- [What needs to be done]: What is needed here is every line of the records that includes "enum".

Saved entries:
____
//! Plugin host — named plugins with phase handlers
//!
//! A plugin exposes any subset of the request phases. Handlers receive
//! the plugin's merged JSON configuration and the mutable request
//! context. Handlers in entry phases (`rewrite`, `access`, `preread`)
//! may short-circuit the request with an immediate response; filter
//! phases (`header_filter`, `body_filter`, `log`) always run for every
//! plugin in the chain.

pub mod builtin;
pub mod executor;
pub mod merge;
pub mod registry;

pub use executor::PhaseExecutor;
pub use registry::PluginRegistry;

use crate::ctx::RequestContext;
use crate::error::Result;
use async_trait::async_trait;
use bytes::Bytes;
use std::sync::Arc;

/// Plugin-specific JSON configuration
pub type PluginConf = serde_json::Value;

/// Request lifecycle phases a plugin can hook
#[derive(Debug, Clone, Copy, PartialEq, Eq, Hash)]
pub enum Phase {
    Rewrite,
    Access,
    Preread,
    Balancer,
    HeaderFilter,
    BodyFilter,
    Log,
}

impl std::fmt::Display for Phase {
    fn fmt(&self, f: &mut std::fmt::Formatter<'_>) -> std::fmt::Result {
        let name = match self {
            Phase::Rewrite => "rewrite",
            Phase::Access => "access",
            Phase::Preread => "preread",
            Phase::Balancer => "balancer",
            Phase::HeaderFilter => "header_filter",
            Phase::BodyFilter => "body_filter",
            Phase::Log => "log",
        };
        f.write_str(name)
    }
}

/// Result of an entry-phase handler
#[derive(Debug, Clone)]
pub enum PhaseOutcome {
    /// Proceed to the next handler
    Continue,
    /// Emit this response now and skip the rest of the entry pipeline
    Respond { status: u16, body: Bytes },
}

impl PhaseOutcome {
    pub fn respond(status: u16, body: impl Into<Bytes>) -> Self {
        PhaseOutcome::Respond {
            status,
            body: body.into(),
        }
    }
}

/// A named plugin with a static ordering priority.
///
/// Every phase handler has a pass-through default, so implementations
/// override only the phases they participate in.
#[async_trait]
pub trait Plugin: Send + Sync {
    fn name(&self) -> &'static str;

    /// Chain position: higher priority runs earlier within a scope
    fn priority(&self) -> i32;

    /// Validate plugin configuration at chain-build time
    fn check_conf(&self, _conf: &PluginConf) -> Result<()> {
        Ok(())
    }

    async fn rewrite(&self, _conf: &PluginConf, _ctx: &mut RequestContext) -> Result<PhaseOutcome> {
        Ok(PhaseOutcome::Continue)
    }

    async fn access(&self, _conf: &PluginConf, _ctx: &mut RequestContext) -> Result<PhaseOutcome> {
        Ok(PhaseOutcome::Continue)
    }

    async fn preread(&self, _conf: &PluginConf, _ctx: &mut RequestContext) -> Result<PhaseOutcome> {
        Ok(PhaseOutcome::Continue)
    }

    /// Invoked once per upstream attempt with the currently picked node
    async fn balancer(&self, _conf: &PluginConf, _ctx: &mut RequestContext) -> Result<()> {
        Ok(())
    }

    async fn header_filter(&self, _conf: &PluginConf, _ctx: &mut RequestContext) -> Result<()> {
        Ok(())
    }

    async fn body_filter(&self, _conf: &PluginConf, _ctx: &mut RequestContext) -> Result<()> {
        Ok(())
    }

    async fn log(&self, _conf: &PluginConf, _ctx: &mut RequestContext) -> Result<()> {
        Ok(())
    }
}

/// One compiled chain position: plugin plus its merged configuration
#[derive(Clone)]
pub struct ChainEntry {
    pub plugin: Arc<dyn Plugin>,
    pub conf: Arc<PluginConf>,
}

/// An ordered, compiled plugin chain
pub type PluginChain = Vec<ChainEntry>;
____
- [Task result]:
pub enum Phase {
pub enum PhaseOutcome {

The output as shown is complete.